Each day, Peavey strapped her newborn to her chest and took walks in their Dallas, Texas, neighborhood. She hung out in coffee shops, made small talk at the grocery store, and got into the habit of visiting other such “third places”—a term by urban sociologists for informal gathering spots that aren’t home or work but can foster community. Peavey, an architect, says she didn’t need in-depth exchanges with others, she just felt a shared connection when out.
“It was like this antidote to the loneliness and mental struggle from losing my mom at the same time as becoming a new mom for the first time,” she says. “I was just struck by this gift that my built environment was for me…It allowed me to cope.”
Many experts now consider loneliness to be a public health epidemic, with the former U.S. Surgeon General warning that it affects roughly half of American adults and raises the risk of premature death to levels comparable to smoking 15 cigarettes a day. But as these mental health challenges mount, experts like Peavey are asking: What if the spaces around us could help us feel less alone?
“The built environment, which is everything from our streets to housing to transportation systems, is such an important piece of how we actually interact with each other,” says Julia Day, a partner at the global urban strategy firm Gehl. “While addressing an epidemic requires multiple tools, changes to place design and programming are a key ingredient.” A 2024 report by the Foundation for Social Connection underscores this point, showing how the built environment can hinder or encourage meaningful social interactions—whether brief or deeply personal.
These ideas aren’t new, but they’ve been gaining traction. Peavey says this is partly because the pandemic helped destigmatize loneliness and made people more aware of their physical surroundings while stuck at home. “Over the last five-plus years, we’ve started to recognize that there are these structural factors that impact so much of our health, well-being, economic outcomes, etc,” she says. “And that one of those is our physical and built environment.”
Designing for connection
There’s no one-size-fits-all approach to designing for social connection. However, architects, urban planners, policymakers, and others have developed various strategies that increase the chances of spontaneous or meaningful interaction—including in both private housing and public spaces.

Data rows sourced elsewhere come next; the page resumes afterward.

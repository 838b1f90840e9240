use crate::core::Storage;
use crate::utils::error::Result;
use std::path::{Path, PathBuf};

#[derive(Debug, Clone)]
pub struct LocalStorage {
    base_path: PathBuf,
}

impl LocalStorage {
    pub fn new<P: AsRef<Path>>(base_path: P) -> Self {
        Self {
            base_path: base_path.as_ref().to_path_buf(),
        }
    }
}

impl Storage for LocalStorage {
    async fn read_file(&self, path: &str) -> Result<Vec<u8>> {
        let full_path = self.base_path.join(path);
        let data = tokio::fs::read(full_path).await?;
        Ok(data)
    }

    async fn write_file(&self, path: &str, data: &[u8]) -> Result<()> {
        let full_path = self.base_path.join(path);

        if let Some(parent) = full_path.parent() {
            tokio::fs::create_dir_all(parent).await?;
        }

        tokio::fs::write(full_path, data).await?;
        Ok(())
    }
}

#[cfg(test)]
mod tests {
    use super::*;
    use tempfile::TempDir;

    #[tokio::test]
    async fn test_write_then_read_roundtrip() {
        let dir = TempDir::new().unwrap();
        let storage = LocalStorage::new(dir.path());

        storage.write_file("report.zip", b"bundle").await.unwrap();
        let data = storage.read_file("report.zip").await.unwrap();
        assert_eq!(data, b"bundle");
    }

    #[tokio::test]
    async fn test_write_creates_missing_directories() {
        let dir = TempDir::new().unwrap();
        let storage = LocalStorage::new(dir.path());

        storage
            .write_file("nested/deep/report.zip", b"x")
            .await
            .unwrap();
        assert!(dir.path().join("nested/deep/report.zip").exists());
    }

    #[tokio::test]
    async fn test_read_missing_file_errors() {
        let dir = TempDir::new().unwrap();
        let storage = LocalStorage::new(dir.path());
        assert!(storage.read_file("absent.zip").await.is_err());
    }
}
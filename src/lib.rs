pub mod analysis;
pub mod config;
pub mod core;
pub mod dashboard;
pub mod domain;
pub mod scrape;
pub mod utils;

#[cfg(feature = "cli")]
pub use config::CliConfig;
pub use config::{toml_config::TomlConfig, LocalStorage};

pub use crate::core::{engine::InsightEngine, profile_pipeline::ProfilePipeline};
pub use utils::error::{InsightError, Result};
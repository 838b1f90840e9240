use crate::domain::model::ProfileTarget;
use crate::utils::error::{InsightError, Result};
use futures::stream::{self, StreamExt};
use reqwest::Client;
use std::time::Duration;

/// 抓取檔案頁面 HTML 的 HTTP client
pub struct ProfileFetcher {
    client: Client,
}

impl ProfileFetcher {
    pub fn new(user_agent: &str, timeout_secs: u64) -> Result<Self> {
        let client = Client::builder()
            .timeout(Duration::from_secs(timeout_secs))
            .user_agent(user_agent)
            .build()
            .map_err(|e| InsightError::ConfigError {
                message: format!("Failed to create HTTP client: {}", e),
            })?;

        Ok(Self { client })
    }

    /// 抓單一目標頁面，非 2xx 視為失敗
    pub async fn fetch(&self, target: &ProfileTarget) -> Result<String> {
        tracing::debug!("📡 Fetching profile page: {}", target.url);

        let response = self.client.get(&target.url).send().await?;
        let status = response.status();

        if !status.is_success() {
            return Err(InsightError::ScrapeError {
                target: target.label(),
                message: format!("HTTP status {}", status),
            });
        }

        let html = response.text().await?;
        tracing::debug!("📡 {}: received {} bytes", target.label(), html.len());
        Ok(html)
    }

    /// 抓取所有目標。單一目標失敗不會中斷整批，結果逐目標回報。
    ///
    /// delay_ms > 0 時改為逐一請求並在中間停頓，避免對同一站台打太快。
    pub async fn fetch_all(
        &self,
        targets: &[ProfileTarget],
        concurrent_requests: usize,
        delay_ms: u64,
    ) -> Vec<(ProfileTarget, Result<String>)> {
        if delay_ms > 0 {
            let mut results = Vec::with_capacity(targets.len());
            for (index, target) in targets.iter().enumerate() {
                let outcome = self.fetch(target).await;
                results.push((target.clone(), outcome));

                if index < targets.len() - 1 {
                    tokio::time::sleep(Duration::from_millis(delay_ms)).await;
                }
            }
            return results;
        }

        let concurrency = concurrent_requests.max(1);
        stream::iter(targets.to_vec())
            .map(|target| async move {
                let outcome = self.fetch(&target).await;
                (target, outcome)
            })
            .buffer_unordered(concurrency)
            .collect()
            .await
    }
}

#[cfg(test)]
mod tests {
    use super::*;
    use httpmock::prelude::*;

    fn target_for(url: String) -> ProfileTarget {
        ProfileTarget {
            platform: "mastodon".to_string(),
            handle: "alice".to_string(),
            url,
            selectors: None,
        }
    }

    #[tokio::test]
    async fn test_fetch_returns_body_on_success() {
        let server = MockServer::start();
        let page = server.mock(|when, then| {
            when.method(GET).path("/@alice");
            then.status(200).body("<html><title>alice</title></html>");
        });

        let fetcher = ProfileFetcher::new("socialinsight-test/1.0", 5).unwrap();
        let html = fetcher.fetch(&target_for(server.url("/@alice"))).await.unwrap();

        page.assert();
        assert!(html.contains("alice"));
    }

    #[tokio::test]
    async fn test_fetch_rejects_error_status() {
        let server = MockServer::start();
        let page = server.mock(|when, then| {
            when.method(GET).path("/@gone");
            then.status(404);
        });

        let fetcher = ProfileFetcher::new("socialinsight-test/1.0", 5).unwrap();
        let result = fetcher.fetch(&target_for(server.url("/@gone"))).await;

        page.assert();
        assert!(matches!(result, Err(InsightError::ScrapeError { .. })));
    }

    #[tokio::test]
    async fn test_fetch_all_isolates_failures() {
        let server = MockServer::start();
        server.mock(|when, then| {
            when.method(GET).path("/@ok");
            then.status(200).body("<html></html>");
        });
        server.mock(|when, then| {
            when.method(GET).path("/@broken");
            then.status(500);
        });

        let targets = vec![
            target_for(server.url("/@ok")),
            target_for(server.url("/@broken")),
        ];

        let fetcher = ProfileFetcher::new("socialinsight-test/1.0", 5).unwrap();
        let results = fetcher.fetch_all(&targets, 4, 0).await;

        assert_eq!(results.len(), 2);
        let ok_count = results.iter().filter(|(_, r)| r.is_ok()).count();
        let err_count = results.iter().filter(|(_, r)| r.is_err()).count();
        assert_eq!(ok_count, 1);
        assert_eq!(err_count, 1);
    }
}
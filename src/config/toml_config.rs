use crate::core::ConfigProvider;
use crate::domain::model::{ProfileTarget, SelectorOverrides};
use crate::utils::error::{InsightError, Result};
use crate::utils::validation::{self, Validate};
use serde::{Deserialize, Serialize};
use std::path::Path;

#[derive(Debug, Clone, Serialize, Deserialize)]
pub struct TomlConfig {
    pub project: ProjectConfig,
    pub targets: Vec<TargetConfig>,
    pub fetch: Option<FetchConfig>,
    pub analysis: Option<AnalysisConfig>,
    pub load: LoadConfig,
    pub dashboard: Option<DashboardSection>,
    pub monitoring: Option<MonitoringConfig>,
}

#[derive(Debug, Clone, Serialize, Deserialize)]
pub struct ProjectConfig {
    pub name: String,
    pub description: String,
    pub version: String,
}

#[derive(Debug, Clone, Serialize, Deserialize)]
pub struct TargetConfig {
    pub platform: String,
    pub handle: String,
    pub url: String,
    pub selectors: Option<SelectorOverrides>,
}

#[derive(Debug, Clone, Serialize, Deserialize)]
pub struct FetchConfig {
    pub user_agent: Option<String>,
    pub timeout_seconds: Option<u64>,
    pub concurrent_requests: Option<usize>,
    pub delay_ms: Option<u64>,
}

#[derive(Debug, Clone, Serialize, Deserialize)]
pub struct AnalysisConfig {
    pub engagement_threshold: Option<f64>,
}

#[derive(Debug, Clone, Serialize, Deserialize)]
pub struct LoadConfig {
    pub output_path: String,
    pub output_formats: Vec<String>,
}

#[derive(Debug, Clone, Serialize, Deserialize)]
pub struct DashboardSection {
    pub host: Option<String>,
    pub port: Option<u16>,
    pub refresh_seconds: Option<u64>,
    pub enable_cors: Option<bool>,
}

#[derive(Debug, Clone, Serialize, Deserialize)]
pub struct MonitoringConfig {
    pub enabled: bool,
    pub log_level: Option<String>,
}

const DEFAULT_USER_AGENT: &str = "Mozilla/5.0 (compatible; socialinsight/1.0)";

impl TomlConfig {
    /// 從 TOML 檔案載入配置
    pub fn from_file<P: AsRef<Path>>(path: P) -> Result<Self> {
        let content = std::fs::read_to_string(&path).map_err(InsightError::IoError)?;
        Self::from_toml_str(&content)
    }

    /// 從 TOML 字串解析配置
    pub fn from_toml_str(content: &str) -> Result<Self> {
        // 處理環境變數替換
        let processed_content = Self::substitute_env_vars(content)?;

        toml::from_str(&processed_content).map_err(|e| InsightError::ConfigValidationError {
            field: "toml_parsing".to_string(),
            message: format!("TOML parsing error: {}", e),
        })
    }

    /// 替換環境變數 (例如 ${PROFILE_URL})
    fn substitute_env_vars(content: &str) -> Result<String> {
        use regex::Regex;
        let re = Regex::new(r"\$\{([^}]+)\}").unwrap();

        let result = re.replace_all(content, |caps: &regex::Captures| {
            let var_name = &caps[1];
            std::env::var(var_name).unwrap_or_else(|_| format!("${{{}}}", var_name))
        });

        Ok(result.to_string())
    }

    /// 驗證配置的合理性
    pub fn validate_config(&self) -> Result<()> {
        if self.targets.is_empty() {
            return Err(InsightError::MissingConfigError {
                field: "targets".to_string(),
            });
        }

        for target in &self.targets {
            validation::validate_url("targets.url", &target.url)?;
            validation::validate_handle("targets.handle", &target.handle)?;
            validation::validate_non_empty_string("targets.platform", &target.platform)?;
        }

        validation::validate_path("load.output_path", &self.load.output_path)?;

        if let Some(fetch) = &self.fetch {
            if let Some(concurrent) = fetch.concurrent_requests {
                validation::validate_positive_number("fetch.concurrent_requests", concurrent, 1)?;
            }
            if let Some(timeout) = fetch.timeout_seconds {
                validation::validate_positive_number("fetch.timeout_seconds", timeout as usize, 1)?;
            }
        }

        if let Some(analysis) = &self.analysis {
            if let Some(threshold) = analysis.engagement_threshold {
                validation::validate_range("analysis.engagement_threshold", threshold, 0.0, 1.0)?;
            }
        }

        // 驗證輸出格式
        let valid_formats = ["csv", "tsv", "json"];
        for format in &self.load.output_formats {
            if !valid_formats.contains(&format.as_str()) {
                return Err(InsightError::InvalidConfigValueError {
                    field: "load.output_formats".to_string(),
                    value: format.clone(),
                    reason: format!(
                        "Unsupported format. Valid formats: {}",
                        valid_formats.join(", ")
                    ),
                });
            }
        }

        Ok(())
    }

    pub fn monitoring_enabled(&self) -> bool {
        self.monitoring.as_ref().map(|m| m.enabled).unwrap_or(false)
    }

    pub fn dashboard_host(&self) -> String {
        self.dashboard
            .as_ref()
            .and_then(|d| d.host.clone())
            .unwrap_or_else(|| "127.0.0.1".to_string())
    }

    pub fn dashboard_port(&self) -> u16 {
        self.dashboard.as_ref().and_then(|d| d.port).unwrap_or(8080)
    }

    pub fn dashboard_refresh_seconds(&self) -> u64 {
        self.dashboard
            .as_ref()
            .and_then(|d| d.refresh_seconds)
            .unwrap_or(300)
    }

    pub fn dashboard_cors_enabled(&self) -> bool {
        self.dashboard
            .as_ref()
            .and_then(|d| d.enable_cors)
            .unwrap_or(true)
    }
}

impl ConfigProvider for TomlConfig {
    fn targets(&self) -> Vec<ProfileTarget> {
        self.targets
            .iter()
            .map(|t| ProfileTarget {
                platform: t.platform.to_lowercase(),
                handle: t.handle.clone(),
                url: t.url.clone(),
                selectors: t.selectors.clone(),
            })
            .collect()
    }

    fn output_path(&self) -> &str {
        &self.load.output_path
    }

    fn concurrent_requests(&self) -> usize {
        self.fetch
            .as_ref()
            .and_then(|f| f.concurrent_requests)
            .unwrap_or(4)
    }

    fn user_agent(&self) -> &str {
        self.fetch
            .as_ref()
            .and_then(|f| f.user_agent.as_deref())
            .unwrap_or(DEFAULT_USER_AGENT)
    }

    fn request_timeout_secs(&self) -> u64 {
        self.fetch
            .as_ref()
            .and_then(|f| f.timeout_seconds)
            .unwrap_or(30)
    }

    fn fetch_delay_ms(&self) -> u64 {
        self.fetch.as_ref().and_then(|f| f.delay_ms).unwrap_or(0)
    }

    fn engagement_threshold(&self) -> f64 {
        self.analysis
            .as_ref()
            .and_then(|a| a.engagement_threshold)
            .unwrap_or(0.05)
    }
}

impl Validate for TomlConfig {
    fn validate(&self) -> Result<()> {
        self.validate_config()
    }
}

Peavey has evidence-based design guidelines for social health she’s coined PANACHe. One type of place with these elements, she says, are Italian piazzas: They’re open to people (accessibility), have a hub of restaurants and shops (activation), and buildings with natural clay bricks and stones, often covered in ivy (nature). “When places can help us feel anchored and calmer, which is a huge part of what nature provides, it can help people feel more open,” she says.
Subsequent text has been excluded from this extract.